Iran has come under criticism by officials and journalists since the opening of the conference for its perceived role in supporting the Houthi rebels in northern Yemen.

However, Mouttaki in the opening speech of the conference and later at a press conference, said that Iran was not taking sides in the armed conflict.

"We stress Yemen's sovereignty and territorial integrity. Our stance towards Yemen is very clear and we strongly believe in non-interference in its domestic affairs."

Bahrain's foreign minister Shaikh Khalid Bin Ahmad Al Khalifa said that Yemen would be at the top of the agenda of the Gulf Cooperation Council summit in Kuwait on Monday.

"We fully support Yemen at all levels, like we strongly supported Saudi Arabia in the defence of its territories against intruders. Stability is essential for GCC countries. However, we are weary of sectarian divide claims. This is not a Sunni-Shiite confrontation as many people like to portray.
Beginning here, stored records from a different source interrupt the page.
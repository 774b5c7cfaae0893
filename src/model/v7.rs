use serde::{Deserialize, Serialize};

use super::v2::Extra;

#[derive(Debug, Clone, PartialEq, Serialize, Deserialize)]
#[serde(deny_unknown_fields, rename_all = "camelCase")]
pub struct TriggerKey {
    pub key_code: i64,
    pub device_id: String,
    pub click_type: i64,
    pub flags: i64,
}

#[derive(Debug, Clone, PartialEq, Serialize, Deserialize)]
#[serde(deny_unknown_fields)]
pub struct Trigger {
    pub keys: Vec<TriggerKey>,
    pub extras: Vec<Extra>,
    pub mode: i64,
    pub flags: i64,
}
We do not even want to think about it in these terms because that is not true," he said.

"This was the case with Iraq when people started talking about conflicts between Sunnis, Shiites and Kurds. We are deeply concerned about this and we believe there is a need for a reconsideration of thinking and approaches," he said.

However, on Friday, Adel Al Mouawda, the chairman of the parliament's committee on foreign affairs, defense and national security, charged that "Iran of sowing division in the region by providing groups with dark ideas, money and weapons under the claims that it is the custodian of Shiites while in fact it seeks to expand its influence."
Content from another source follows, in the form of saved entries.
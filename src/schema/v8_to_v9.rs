use crate::error::KeyMapperError;
use crate::model::v9::new_uid;
use crate::model::{self, v2, v7, v9};
use log::info;
use rusqlite::Connection;

use super::rows::{self, Columns, KeymapRow};

/// Schema Upgrade: Version 8 → 9
///
/// Phase 1 (pre-SQL):
///   - Adds the `uid` column, temporarily blank.
///
/// Phase 2 (Rust code):
///   - Gives every keymap, trigger key and action a fresh uid. Nothing stored
///     before version 9 has one, so none are derived from existing data.
///
/// Phase 3 (post-SQL):
///   - Creates the unique index on `uid` and updates schema version to 9.
pub const UPGRADE_8_TO_9_PRE_SQL: &str = r#"
--
-- Schema Upgrade: Version 8 → 9 (Pre-SQL Phase)
--
ALTER TABLE keymaps ADD COLUMN uid TEXT NOT NULL DEFAULT '';
"#;

pub const UPGRADE_8_TO_9_POST_SQL: &str = r#"
CREATE UNIQUE INDEX index_keymaps_uid ON keymaps (uid);

UPDATE meta SET value = '9' WHERE key = 'schema_version';
"#;

pub fn migrate_8_to_9(conn: &Connection) -> Result<(), KeyMapperError> {
    // The new column is read as blank and then filled in.
    let count = rows::rewrite_keymaps(conn, Columns::Base, |row| transform(row, new_uid))?;
    info!("Migration 8→9: Assigned uids to {} keymaps", count);
    Ok(())
}

/// Assign uids using `uid` as the generator.
pub fn transform<F>(row: KeymapRow, mut uid: F) -> Result<KeymapRow, KeyMapperError>
where
    F: FnMut() -> String,
{
    let old_trigger: v7::Trigger = model::decode(row.id, "trigger", &row.trigger)?;
    let old_actions: Vec<v2::Action> = model::decode(row.id, "action_list", &row.action_list)?;

    let trigger = v9::Trigger {
        keys: old_trigger
            .keys
            .into_iter()
            .map(|key| v9::TriggerKey {
                key_code: key.key_code,
                device_id: key.device_id,
                click_type: key.click_type,
                flags: key.flags,
                uid: uid(),
            })
            .collect(),
        extras: old_trigger.extras,
        mode: old_trigger.mode,
        flags: old_trigger.flags,
    };

    let actions: Vec<v9::Action> = old_actions
        .into_iter()
        .map(|action| v9::Action {
            action_type: action.action_type,
            data: action.data,
            extras: action.extras,
            flags: action.flags,
            uid: uid(),
        })
        .collect();

    Ok(KeymapRow {
        trigger: model::encode(&trigger)?,
        action_list: model::encode(&actions)?,
        uid: Some(uid()),
        ..row
    })
}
"Iran was not sincere in claiming that it was seeking to achieve cooperation and unity between the peoples of the region. Just look at what is happening in Yemen and you will know whether Iran is promoting unity or spreading divisions and wars in the region," said Al Mouawda, one of the seven MPs representing Al Asala, the Salafi group, in the lower house.

"The Iranian regime has interfered in the domestic affairs of Yemen under the excuse that it is keen on the interests of the Yemeni people. The Tehran government is supplying Houthis ideologically and is providing them with funds, weapons and training in order to stoke the armed conflict in Saudi Arabia's southern yard," said Al Mouawda.

The lawmaker charged that Iran was portraying the conflict in Yemen as a sectarian war. "We do not want t lose any blood drops from anyone, Muslim or not Muslim. In fact, we feel sorry for the Houthis who are used as proxies in the war. We here ask the Iranians: Why are you pushing the region to a war of hatred? The Saudis have been outstandingly composed in their reaction. The Iranians have accused the Saudis of killing Yemeni Shiites and this is a falsification of facts. The Houthis attacked the Saudis and Iran should have either remained silent or condemned the attack," he said.

On Friday evening, a US official said that the US had no proof that Iran was meddling in the domestic affairs of Yemen and that it supported the Houthi rebels.

"Many of our friends and partners have talked to us about the possibility of outside support to the Houthis and we have heard the theories about Iranian support to the Houthis, but we do not have independent information about this," Assistant Secretary for Near Eastern Affairs Jeffrey Feltman said.